Constitutive LTβR signaling in ECs is required for HEV formation and function
To further determine the consequences of EC-specific LTβR deficiency, we performed high-resolution confocal microscopy and assessed the phenotypical changes in HEV ECs. Despite the absence of LTβR signaling, ECs had maintained some MECA-79 expression (Fig. 4 a). Furthermore, the ERTR-7+ FRC network surrounding the vascular structures was maintained (Fig. 4 a, arrowheads). However, the endothelium had lost its cuboidal shape and polarization, with decreased ICAM-1 staining on the luminal side (Fig. 4 a, arrow) resulting in a significantly reduced overall ICAM-1 expression (Fig. 4 b). Likewise, MECA-79+ ECs in the conditionally LTβR-deficient mice had lost expression of CCL21 (Fig. 4 c, arrows, top left), whereas stromal cells surrounding the blood vessel still produced CCL21 as visualized in three-dimensional reconstructions of the paracortical stromal network (Fig. 4 c, right). Consistent with this finding, we found that the selective ablation of LTβR on ECs resulted in a reduction of Ccl21 and Ccl19 mRNA expression in total LN tissue (Fig. 4 d). Furthermore, expression of the HEV addressin Glycam1 was almost completely lost in LNs of VE-cadherin-CrexLtβrfl/fl mice, whereas the expression of the follicular dendritic cell marker Mfge8 was not affected (Fig. 4 e). Collectively, the MECA-79+ blood vessels in VE-cadherin-CrexLtβrfl/fl mice had lost typical properties of HEVs.
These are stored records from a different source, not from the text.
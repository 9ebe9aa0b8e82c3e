//! Cancellation signal shared by every task of a watcher or epoch process.
//!
//! A [`Canceller`] fires exactly once: either explicitly through
//! [`Canceller::cancel`] or implicitly when it is dropped. Every [`Done`]
//! observing it then resolves [`Done::cancelled`]. [`Done::scoped`] bounds a
//! single operation by both a timeout and the signal.

use std::future::Future;
use std::sync::Arc;
use std::time::Duration;

use tokio::sync::{mpsc, watch};

/// Creates a fresh cancellation signal.
pub fn done_channel() -> (Canceller, Done) {
    let (tx, rx) = watch::channel(false);
    (Canceller { tx: Arc::new(tx) }, Done { rx })
}

/// Owning side of the signal. Dropping it cancels.
#[derive(Debug)]
pub struct Canceller {
    tx: Arc<watch::Sender<bool>>,
}

impl Canceller {
    /// Fires the signal.
    pub fn cancel(self) {
        self.tx.send_replace(true);
    }

    /// Returns another observer of this signal.
    pub fn done(&self) -> Done {
        Done {
            rx: self.tx.subscribe(),
        }
    }
}

impl Drop for Canceller {
    fn drop(&mut self) {
        self.tx.send_replace(true);
    }
}

/// Observing side of the signal.
#[derive(Debug, Clone)]
pub struct Done {
    rx: watch::Receiver<bool>,
}

/// Outcome of an operation run under [`Done::scoped`].
#[derive(Debug, PartialEq, Eq)]
pub enum Scoped<T> {
    Completed(T),
    TimedOut,
    Cancelled,
}

impl Done {
    pub fn is_cancelled(&self) -> bool {
        *self.rx.borrow() || self.rx.has_changed().is_err()
    }

    /// Resolves once the signal has fired.
    pub async fn cancelled(&self) {
        let mut rx = self.rx.clone();
        loop {
            if *rx.borrow_and_update() {
                return;
            }
            if rx.changed().await.is_err() {
                return;
            }
        }
    }

    /// Runs `fut` until it completes, `timeout` elapses, or the signal fires.
    ///
    /// Cancellation wins over completion when both are ready.
    pub async fn scoped<F: Future>(&self, timeout: Duration, fut: F) -> Scoped<F::Output> {
        tokio::select! {
            biased;
            _ = self.cancelled() => Scoped::Cancelled,
            res = tokio::time::timeout(timeout, fut) => match res {
                Ok(value) => Scoped::Completed(value),
                Err(_) => Scoped::TimedOut,
            },
        }
    }

    /// Sends `value` unless the signal fires first.
    ///
    /// Returns `false` if cancelled or if the receiver is gone.
    pub async fn send<T>(&self, tx: &mpsc::Sender<T>, value: T) -> bool {
        tokio::select! {
            biased;
            _ = self.cancelled() => false,
            res = tx.send(value) => res.is_ok(),
        }
    }

    /// Derives a signal that fires when either its own canceller or `self` fires.
    ///
    /// Must be called from within a tokio runtime.
    pub fn child(&self) -> (Canceller, Done) {
        let (canceller, done) = done_channel();
        let parent = self.clone();
        let child = done.clone();
        let tx = Arc::clone(&canceller.tx);
        tokio::spawn(async move {
            tokio::select! {
                _ = parent.cancelled() => {
                    tx.send_replace(true);
                }
                _ = child.cancelled() => {}
            }
        });
        (canceller, done)
    }
}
To assess whether the structural and phenotypical alterations in MECA-79+ blood vessels in VE-cadherin-CrexLtβrfl/fl mice would impact on lymphocyte migration, we adoptively transferred dye-labeled lymphocytes and assessed their LN-homing behavior in VE-cadherin-CrexLtβrfl/fl and control mice. As shown in Fig. 5 a, lymphocytes were still able to home to the LN parenchyma in VE-cadherin-CrexLtβrfl/fl mice. However, flow cytometry–based quantification revealed that homing of both T and B cells was strongly affected by the EC-specific LTβR deficiency (Fig. 5 b). High-resolution microscopic analysis showed that adoptively transferred lymphocytes could be found within the HEVs of LTβR-competent mice (Fig. 5 c, bottom, arrows), whereas those lymphocytes that had successfully entered LNs of VE-cadherin-CrexLtβrfl/fl mice were found exclusively in the LN parenchyma (Fig. 5 c, top, arrowheads). A recent study has shown that retention of lymphocytes in HEV pockets is an important regulatory step for lymphocyte trafficking (Mionnet et al., 2011). Indeed, in all LNs of LTβR-proficient mice, we found aggregates of CD4+ T cells surrounded by the MECA-79+ endothelium of HEVs (Fig. 5 d, bottom, arrows). However, this retention function was missing in the flat MECA-79+ endothelium of LNs from VE-cadherin-CrexLtβrfl/fl mice (Fig. 5 d, top). The CCR7 ligands CCL19 and CCL21 are important for the regulation of general T cell motility (Förster et al., 2008). Because we observed a general down-regulation of Ccl19 and Ccl21 in LNs of VE-cadherin-CrexLtβrfl/fl mice, we used intravital two-photon microscopy to determine whether general T cell motility would be affected by the EC-specific LTβR deficiency. As shown in Fig. 5 e, the specific LTβR defect in ECs and the resulting structural and functional alteration in the HEV network did not significantly impact on general T cell motility, neither in the T cell zone nor in the direct vicinity of MECA-79+ vessels. Collectively, constitutive LTβR signaling in LN vascular ECs appears to be necessary for the differentiation of vascular ECs into the typical HEV EC and, hence, the appropriate formation of the HEV network.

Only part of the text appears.